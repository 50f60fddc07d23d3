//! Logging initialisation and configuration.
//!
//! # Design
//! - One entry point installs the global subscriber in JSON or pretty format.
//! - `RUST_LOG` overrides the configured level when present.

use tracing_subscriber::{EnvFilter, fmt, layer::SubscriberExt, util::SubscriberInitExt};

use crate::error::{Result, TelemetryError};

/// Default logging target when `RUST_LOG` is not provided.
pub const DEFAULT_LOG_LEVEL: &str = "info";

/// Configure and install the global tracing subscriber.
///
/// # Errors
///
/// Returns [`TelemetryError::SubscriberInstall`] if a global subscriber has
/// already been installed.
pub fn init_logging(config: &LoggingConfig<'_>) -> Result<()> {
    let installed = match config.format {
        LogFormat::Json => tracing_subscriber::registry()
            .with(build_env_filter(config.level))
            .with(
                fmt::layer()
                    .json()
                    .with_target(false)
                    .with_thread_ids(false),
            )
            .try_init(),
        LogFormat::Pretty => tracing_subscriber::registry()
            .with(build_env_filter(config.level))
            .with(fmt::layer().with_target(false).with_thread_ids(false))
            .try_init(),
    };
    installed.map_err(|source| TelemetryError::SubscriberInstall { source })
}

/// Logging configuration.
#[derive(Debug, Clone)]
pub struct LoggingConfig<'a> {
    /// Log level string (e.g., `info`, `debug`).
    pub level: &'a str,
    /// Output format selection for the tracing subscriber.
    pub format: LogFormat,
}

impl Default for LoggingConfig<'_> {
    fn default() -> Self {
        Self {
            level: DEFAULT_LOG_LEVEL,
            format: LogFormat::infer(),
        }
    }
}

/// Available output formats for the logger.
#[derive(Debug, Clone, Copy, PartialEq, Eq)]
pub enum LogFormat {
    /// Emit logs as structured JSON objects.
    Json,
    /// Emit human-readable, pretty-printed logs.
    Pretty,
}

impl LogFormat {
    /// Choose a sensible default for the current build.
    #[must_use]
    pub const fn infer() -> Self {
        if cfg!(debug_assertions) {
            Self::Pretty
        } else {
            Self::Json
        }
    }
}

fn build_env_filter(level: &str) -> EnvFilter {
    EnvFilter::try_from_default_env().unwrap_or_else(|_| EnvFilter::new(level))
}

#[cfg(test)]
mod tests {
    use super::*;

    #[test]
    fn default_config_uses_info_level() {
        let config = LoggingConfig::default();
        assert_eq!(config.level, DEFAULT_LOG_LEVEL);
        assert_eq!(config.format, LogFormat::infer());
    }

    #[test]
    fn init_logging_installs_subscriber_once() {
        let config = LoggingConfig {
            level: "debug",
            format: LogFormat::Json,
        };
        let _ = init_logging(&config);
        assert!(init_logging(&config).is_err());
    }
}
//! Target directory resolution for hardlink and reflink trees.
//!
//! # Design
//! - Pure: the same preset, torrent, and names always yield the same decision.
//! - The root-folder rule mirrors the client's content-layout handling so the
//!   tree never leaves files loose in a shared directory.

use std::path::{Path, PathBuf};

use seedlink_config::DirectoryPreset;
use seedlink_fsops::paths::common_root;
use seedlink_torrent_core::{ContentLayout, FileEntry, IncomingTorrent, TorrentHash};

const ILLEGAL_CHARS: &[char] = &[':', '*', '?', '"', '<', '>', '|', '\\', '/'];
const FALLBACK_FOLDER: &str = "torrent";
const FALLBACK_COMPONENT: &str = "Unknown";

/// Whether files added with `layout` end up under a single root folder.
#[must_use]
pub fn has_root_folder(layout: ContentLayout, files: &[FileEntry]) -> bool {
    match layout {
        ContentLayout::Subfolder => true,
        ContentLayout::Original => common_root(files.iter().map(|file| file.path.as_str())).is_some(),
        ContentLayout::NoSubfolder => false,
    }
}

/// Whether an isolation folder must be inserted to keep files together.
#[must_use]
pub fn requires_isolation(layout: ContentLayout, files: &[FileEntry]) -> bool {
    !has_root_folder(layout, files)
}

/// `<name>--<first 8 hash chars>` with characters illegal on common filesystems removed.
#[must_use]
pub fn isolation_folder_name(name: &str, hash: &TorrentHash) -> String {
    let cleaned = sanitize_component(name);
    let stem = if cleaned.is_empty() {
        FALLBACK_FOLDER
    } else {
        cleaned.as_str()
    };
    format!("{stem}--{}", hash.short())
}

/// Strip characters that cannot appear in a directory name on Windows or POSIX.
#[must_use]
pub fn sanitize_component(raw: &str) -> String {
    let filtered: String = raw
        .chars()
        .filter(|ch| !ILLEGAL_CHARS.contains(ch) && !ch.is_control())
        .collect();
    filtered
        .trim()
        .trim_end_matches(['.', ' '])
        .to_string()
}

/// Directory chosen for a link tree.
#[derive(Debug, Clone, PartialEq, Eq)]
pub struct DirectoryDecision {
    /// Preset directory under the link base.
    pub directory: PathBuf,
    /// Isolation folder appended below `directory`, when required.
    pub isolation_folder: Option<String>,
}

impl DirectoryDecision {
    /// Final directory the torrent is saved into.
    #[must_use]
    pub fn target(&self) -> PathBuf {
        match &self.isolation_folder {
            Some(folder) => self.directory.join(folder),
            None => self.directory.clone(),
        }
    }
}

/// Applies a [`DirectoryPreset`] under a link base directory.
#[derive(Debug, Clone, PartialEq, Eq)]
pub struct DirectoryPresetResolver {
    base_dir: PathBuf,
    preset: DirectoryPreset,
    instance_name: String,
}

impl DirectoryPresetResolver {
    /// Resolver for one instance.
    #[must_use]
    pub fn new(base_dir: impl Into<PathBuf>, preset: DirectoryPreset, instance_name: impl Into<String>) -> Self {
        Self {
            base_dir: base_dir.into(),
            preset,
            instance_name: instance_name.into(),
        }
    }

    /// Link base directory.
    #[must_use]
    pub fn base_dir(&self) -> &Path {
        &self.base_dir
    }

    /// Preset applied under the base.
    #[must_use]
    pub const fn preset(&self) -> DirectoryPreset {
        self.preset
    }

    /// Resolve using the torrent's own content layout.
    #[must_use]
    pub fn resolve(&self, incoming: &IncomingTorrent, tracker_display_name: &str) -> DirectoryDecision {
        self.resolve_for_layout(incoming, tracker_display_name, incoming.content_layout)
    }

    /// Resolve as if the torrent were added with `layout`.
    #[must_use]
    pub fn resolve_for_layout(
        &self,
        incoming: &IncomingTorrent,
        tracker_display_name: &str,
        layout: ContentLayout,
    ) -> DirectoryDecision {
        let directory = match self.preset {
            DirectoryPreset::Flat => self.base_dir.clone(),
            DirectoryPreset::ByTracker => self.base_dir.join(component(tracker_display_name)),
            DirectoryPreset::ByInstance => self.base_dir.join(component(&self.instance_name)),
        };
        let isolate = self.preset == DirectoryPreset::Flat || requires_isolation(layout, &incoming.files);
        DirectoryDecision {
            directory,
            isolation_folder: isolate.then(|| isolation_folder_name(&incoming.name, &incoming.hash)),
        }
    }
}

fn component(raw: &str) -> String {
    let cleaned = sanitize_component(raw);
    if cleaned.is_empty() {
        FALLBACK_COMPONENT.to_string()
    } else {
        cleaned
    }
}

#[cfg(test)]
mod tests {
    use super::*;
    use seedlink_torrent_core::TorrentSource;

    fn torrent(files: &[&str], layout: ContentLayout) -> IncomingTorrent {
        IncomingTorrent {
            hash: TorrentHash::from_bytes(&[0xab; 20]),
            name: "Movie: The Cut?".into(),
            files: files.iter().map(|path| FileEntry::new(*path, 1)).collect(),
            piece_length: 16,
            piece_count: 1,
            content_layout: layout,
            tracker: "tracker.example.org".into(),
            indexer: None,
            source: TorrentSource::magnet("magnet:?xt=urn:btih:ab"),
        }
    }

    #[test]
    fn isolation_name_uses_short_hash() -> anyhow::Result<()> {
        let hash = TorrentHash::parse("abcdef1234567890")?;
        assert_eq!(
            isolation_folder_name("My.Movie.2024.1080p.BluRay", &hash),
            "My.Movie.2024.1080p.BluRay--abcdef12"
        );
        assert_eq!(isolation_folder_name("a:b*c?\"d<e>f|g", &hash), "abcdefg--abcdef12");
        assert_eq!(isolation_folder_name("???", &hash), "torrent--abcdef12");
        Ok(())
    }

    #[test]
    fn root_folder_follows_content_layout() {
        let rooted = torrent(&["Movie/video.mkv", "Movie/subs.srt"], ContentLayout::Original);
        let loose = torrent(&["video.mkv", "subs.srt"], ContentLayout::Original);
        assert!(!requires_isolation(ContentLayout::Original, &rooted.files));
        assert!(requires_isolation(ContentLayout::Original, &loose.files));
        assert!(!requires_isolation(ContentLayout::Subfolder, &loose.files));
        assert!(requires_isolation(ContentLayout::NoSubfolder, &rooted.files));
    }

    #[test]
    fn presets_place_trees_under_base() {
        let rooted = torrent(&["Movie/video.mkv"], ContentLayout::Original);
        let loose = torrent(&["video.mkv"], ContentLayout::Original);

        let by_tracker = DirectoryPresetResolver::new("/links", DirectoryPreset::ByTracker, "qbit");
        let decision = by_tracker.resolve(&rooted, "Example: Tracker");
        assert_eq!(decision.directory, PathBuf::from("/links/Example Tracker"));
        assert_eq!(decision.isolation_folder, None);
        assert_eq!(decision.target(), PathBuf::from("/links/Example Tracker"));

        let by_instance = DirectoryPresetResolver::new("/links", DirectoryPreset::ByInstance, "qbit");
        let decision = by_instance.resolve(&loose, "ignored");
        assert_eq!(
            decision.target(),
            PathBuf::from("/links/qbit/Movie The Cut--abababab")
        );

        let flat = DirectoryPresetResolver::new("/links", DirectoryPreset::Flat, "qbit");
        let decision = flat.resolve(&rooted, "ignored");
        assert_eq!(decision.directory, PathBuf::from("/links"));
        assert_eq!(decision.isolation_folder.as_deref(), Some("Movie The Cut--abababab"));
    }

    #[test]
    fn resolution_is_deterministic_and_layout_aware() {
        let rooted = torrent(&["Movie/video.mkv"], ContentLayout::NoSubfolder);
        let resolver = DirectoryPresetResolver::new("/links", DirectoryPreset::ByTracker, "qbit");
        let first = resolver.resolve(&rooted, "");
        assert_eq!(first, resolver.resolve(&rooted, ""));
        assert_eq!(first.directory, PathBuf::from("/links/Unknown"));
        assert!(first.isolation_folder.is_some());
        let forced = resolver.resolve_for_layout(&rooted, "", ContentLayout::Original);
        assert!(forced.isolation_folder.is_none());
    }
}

=-=-=-=-=

● Task
Taking the lines above, repeat exactly those from the line that contains "#[derive(Debug, Clone, Copy, PartialEq, Eq)]" through the line that contains "pub const fn infer()", and both of those lines as well. Include nothing else.

● Solution
#[derive(Debug, Clone, Copy, PartialEq, Eq)]
pub enum LogFormat {
    /// Emit logs as structured JSON objects.
    Json,
    /// Emit human-readable, pretty-printed logs.
    Pretty,
}

impl LogFormat {
    /// Choose a sensible default for the current build.
    #[must_use]
    pub const fn infer() -> Self {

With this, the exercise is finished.